- _What is expected_
When you find the word "return" in a line of the entries, please copy the whole line.

- _Supplied data_
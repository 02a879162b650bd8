use std::sync::Arc;

use tokio::io::AsyncReadExt;
use tokio::net::TcpStream;

use crate::dispatcher::Dispatcher;
use crate::http::parser::{parse_http_request, ParseError};
use crate::http::request::{Method, RawRequest};
use crate::http::response::Response;
use crate::http::writer::ResponseWriter;

pub struct Connection {
    stream: TcpStream,
    buffer: Vec<u8>,
    state: ConnectionState,
    dispatcher: Arc<Dispatcher>,
    max_body: usize,
}

pub enum ConnectionState {
    Reading,
    Processing(RawRequest),
    Writing(ResponseWriter, bool), // bool = keep_alive?
    Closed,
}

impl Connection {
    pub fn new(stream: TcpStream, dispatcher: Arc<Dispatcher>, max_body: usize) -> Self {
        Self {
            stream,
            buffer: Vec::with_capacity(4096),
            state: ConnectionState::Reading,
            dispatcher,
            max_body,
        }
    }

    pub async fn run(&mut self) -> anyhow::Result<()> {
        loop {
            match &mut self.state {
                ConnectionState::Reading => match self.read_request().await {
                    Ok(Some(req)) => {
                        self.state = ConnectionState::Processing(req);
                    }
                    Ok(None) => {
                        self.state = ConnectionState::Closed;
                    }
                    Err(e) => {
                        tracing::warn!(error = ?e, "Rejecting malformed request");
                        let response = match e {
                            ParseError::BodyTooLarge => Response::payload_too_large(),
                            ParseError::HeadersTooLarge => Response::header_fields_too_large(),
                            _ => Response::bad_request(),
                        };
                        let writer = ResponseWriter::new(&response, false);
                        self.state = ConnectionState::Writing(writer, false);
                    }
                },

                ConnectionState::Processing(req) => {
                    let (response, keep_alive) = match self.dispatcher.dispatch(req).await {
                        Ok(response) => (response, req.keep_alive()),
                        Err(e) => {
                            // Fatal for this request; the connection is not reused.
                            tracing::error!(
                                method = %req.method,
                                path = %req.path,
                                error = %e,
                                "Request failed"
                            );
                            (Response::internal_error(), false)
                        }
                    };

                    let writer = ResponseWriter::new(&response, req.method == Method::HEAD);
                    self.state = ConnectionState::Writing(writer, keep_alive);
                }

                ConnectionState::Writing(writer, keep_alive) => {
                    writer.write_to_stream(&mut self.stream).await?;

                    if *keep_alive {
                        self.state = ConnectionState::Reading; // go back for next request
                    } else {
                        self.state = ConnectionState::Closed;
                    }
                }

                ConnectionState::Closed => {
                    break;
                }
            }
        }

        Ok(())
    }

    /// Reads until one full request is buffered.
    ///
    /// `Ok(None)` means the client closed the connection cleanly. I/O errors
    /// while reading are treated the same way.
    pub async fn read_request(&mut self) -> Result<Option<RawRequest>, ParseError> {
        loop {
            // Try parsing whatever we already have
            match parse_http_request(&self.buffer, self.max_body) {
                Ok((request, consumed)) => {
                    self.buffer.drain(..consumed);
                    return Ok(Some(request));
                }

                Err(ParseError::Incomplete) => {
                    // Need more data → fall through to read
                }

                Err(e) => return Err(e),
            }

            let mut temp = [0u8; 4096];
            let n = match self.stream.read(&mut temp).await {
                Ok(n) => n,
                Err(e) => {
                    tracing::debug!(error = %e, "Read failed, closing connection");
                    return Ok(None);
                }
            };

            if n == 0 {
                // Client closed connection
                return Ok(None);
            }

            self.buffer.extend_from_slice(&temp[..n]);
        }
    }
}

- _Answer to the problem_
                    return Ok(Some(request));
                Err(e) => return Err(e),
                    return Ok(None);
                return Ok(None);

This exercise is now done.